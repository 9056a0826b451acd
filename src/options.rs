// This software is licensed under a dual license model:
//
// GNU Affero General Public License v3 (AGPLv3): You may use, modify, and
// distribute this software under the terms of the AGPLv3.
//
// Elastic License v2 (ELv2): You may also use, modify, and distribute this
// software under the Elastic License v2, which has specific restrictions.
//
// We welcome any commercial collaboration or support. For inquiries
// regarding the licenses, please contact us at:
// vectorchord-inquiry@tensorchord.ai
//
// Copyright (c) 2025 TensorChord Inc.

use crate::error::DiffError;
use serde::{Deserialize, Serialize};
use std::path::PathBuf;
use validator::{Validate, ValidationError};

#[derive(Debug, Clone, Serialize, Deserialize, Validate)]
#[serde(deny_unknown_fields)]
#[validate(schema(function = "Self::validate_self"))]
pub struct DiffOptions {
    #[serde(default = "DiffOptions::default_dump_directory")]
    pub dump_directory: PathBuf,
    #[serde(default = "DiffOptions::default_max_abs_diff_tolerance")]
    #[validate(range(min = 0.0))]
    pub max_abs_diff_tolerance: f32,
    #[serde(default = "DiffOptions::default_avg_diff_squared_tolerance")]
    #[validate(range(min = 0.0))]
    pub avg_diff_squared_tolerance: f64,
}

impl DiffOptions {
    fn default_dump_directory() -> PathBuf {
        std::env::temp_dir().join("tensordiff")
    }
    fn default_max_abs_diff_tolerance() -> f32 {
        1e-5
    }
    fn default_avg_diff_squared_tolerance() -> f64 {
        1e-10
    }
    pub fn validate_self(&self) -> Result<(), ValidationError> {
        if self.max_abs_diff_tolerance.is_nan() || self.avg_diff_squared_tolerance.is_nan() {
            return Err(ValidationError::new("tolerances must not be NaN"));
        }
        Ok(())
    }

    pub fn from_toml(s: &str) -> Result<Self, DiffError> {
        let options = toml::from_str::<DiffOptions>(s)?;
        options.validate()?;
        Ok(options)
    }
}

impl Default for DiffOptions {
    fn default() -> Self {
        Self {
            dump_directory: Self::default_dump_directory(),
            max_abs_diff_tolerance: Self::default_max_abs_diff_tolerance(),
            avg_diff_squared_tolerance: Self::default_avg_diff_squared_tolerance(),
        }
    }
}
━━━━━━━━━━
TASK — Please tally every line of the entries that holds "PathBuf" and answer with that figure alone.

EXERCISE SOLUTION — 3